Since our report was published, BleepingComputer has received multiple tips from Essendant employees and/or customers, with some alleging it was a ransomware attack.
These tips included the many outage reports shared with customers, anyone who told BleepingComputer they were frustrated with the lack of transparency of the society.
The prolonged outage led to speculation of a “hack” among Essendant customers, some of whom were unable to complete their work:
I think they got hacked
— Braves, Bulldogs, Hawks, Hawks, Freedom (@KTrill311) March 9, 2023
The fact that I have not been able to do my job for most of this week is unacceptable. @Essentant
— Derek (@DerekHasSeaLegs) March 9, 2023
“Network outage” is ransomware
Since March 14, the LockBit ransomware gang has claimed responsibility for the cyberattack against Essendant.
“Edit a [sic] recovery company and try again,” the malicious Essendant actor mocks on his leaked site:
The “significant” outage in Essendant would have started on the evening of Monday March 6, 2023.
In a previous update, the wholesale distributor acknowledged that the “outage” prevented its customers from placing orders or contacting customer service, and advised suppliers to suspend shipments. The company, however, made no mention of a cyberattack in the public update or in its statement to BleepingComputer.
In a revised note published today– After LockBit’s claim, the company talks about its ongoing recovery efforts, including a “cleanup” of systems that is coming to an end. The last message always pins disruptive events to a “network outage”.

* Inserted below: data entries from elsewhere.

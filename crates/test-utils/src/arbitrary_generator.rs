//! Module to generate arbitrary values for testing.

use arbitrary::{Arbitrary, Unstructured};
use liquidstake_primitives::{
    coin::Coin,
    deposit::{Deposit, DepositState},
    types::Epoch,
};
use proptest::prelude::*;
use rand_core::{OsRng, TryCryptoRng};

/// The default buffer size for the `ArbitraryGenerator`.
const ARB_GEN_LEN: usize = 1024;

/// A generator for producing arbitrary data based on a persistent buffer.
#[derive(Debug)]
pub struct ArbitraryGenerator {
    /// Persistent buffer
    buf: Vec<u8>,
}

impl Default for ArbitraryGenerator {
    fn default() -> Self {
        Self::new()
    }
}

impl ArbitraryGenerator {
    /// Creates a new `ArbitraryGenerator` with a default buffer size.
    pub fn new() -> Self {
        Self::new_with_size(ARB_GEN_LEN)
    }

    /// Creates a new `ArbitraryGenerator` with a buffer of `s` bytes.
    pub fn new_with_size(s: usize) -> Self {
        Self { buf: vec![0u8; s] }
    }

    /// Generates an arbitrary instance of type `T` using the default RNG, [`OsRng`].
    pub fn generate<'a, T>(&'a mut self) -> T
    where
        T: Arbitrary<'a> + Clone,
    {
        self.generate_with_rng::<T, OsRng>(&mut OsRng)
    }

    /// Generates an arbitrary instance of type `T` from the bytes produced by `rng`.
    pub fn generate_with_rng<'a, T, R>(&'a mut self, rng: &mut R) -> T
    where
        T: Arbitrary<'a> + Clone,
        R: TryCryptoRng,
    {
        rng.try_fill_bytes(&mut self.buf)
            .expect("must be able to generate random bytes");
        let mut u = Unstructured::new(&self.buf);
        T::arbitrary(&mut u).expect("Failed to generate arbitrary instance")
    }
}

/// The chain ids used by the generated deposits.
pub const ARB_CHAIN_IDS: [&str; 3] = ["cosmoshub-4", "osmosis-1", "stargaze-1"];

/// The denomination used by the generated deposits.
pub const ARB_DENOM: &str = "ibc/ATOM";

/// Generates an arbitrary [`DepositState`].
pub fn arb_deposit_state() -> impl Strategy<Value = DepositState> {
    prop::sample::select(DepositState::ALL.to_vec())
}

/// Generates an arbitrary [`Deposit`] for one of [`ARB_CHAIN_IDS`] with an epoch below
/// `max_epoch`.
pub fn arb_deposit(max_epoch: Epoch) -> impl Strategy<Value = Deposit> {
    (
        prop::sample::select(ARB_CHAIN_IDS.to_vec()),
        0..max_epoch,
        0u128..=1_000_000_000_000,
        arb_deposit_state(),
        0u64..8,
    )
        .prop_map(|(chain_id, epoch, amount, state, sequence)| Deposit {
            chain_id: chain_id.to_string(),
            epoch,
            amount: Coin::new(ARB_DENOM, amount),
            state,
            ibc_sequence_id: match state {
                DepositState::Pending => String::new(),
                _ => format!("channel-0-sequence-{sequence}"),
            },
        })
}

/// Generates up to `max_len` arbitrary deposits; duplicates of a `(chain, epoch)` pair are
/// possible and resolve as upserts when stored.
pub fn arb_deposits(max_epoch: Epoch, max_len: usize) -> impl Strategy<Value = Vec<Deposit>> {
    proptest::collection::vec(arb_deposit(max_epoch), 0..=max_len)
}

/// Generates `len` PENDING amounts for consecutive epochs starting at zero.
pub fn arb_pending_amounts(len: usize) -> impl Strategy<Value = Vec<u128>> {
    proptest::collection::vec(1u128..=1_000_000, 1..=len)
}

Essendant isn’t the only victim claimed by a ransomware group as it battles multi-day outages.
In February, LockBit claimed responsibility for the cyberattack on Royal Mail in the UK – around the same time the courier delivery service’s online tracking was facing a prolonged outage and the company’s international shipping operations were halted.
Fifteen days ago, Dish Network also confirmed that it was a ransomware attack that caused its multi-day outage.
In September last year, Holiday Inn’s parent company, InterContinental Hotels Group has faced network disruptions only for LockBit to claim it was behind the attack a few days later.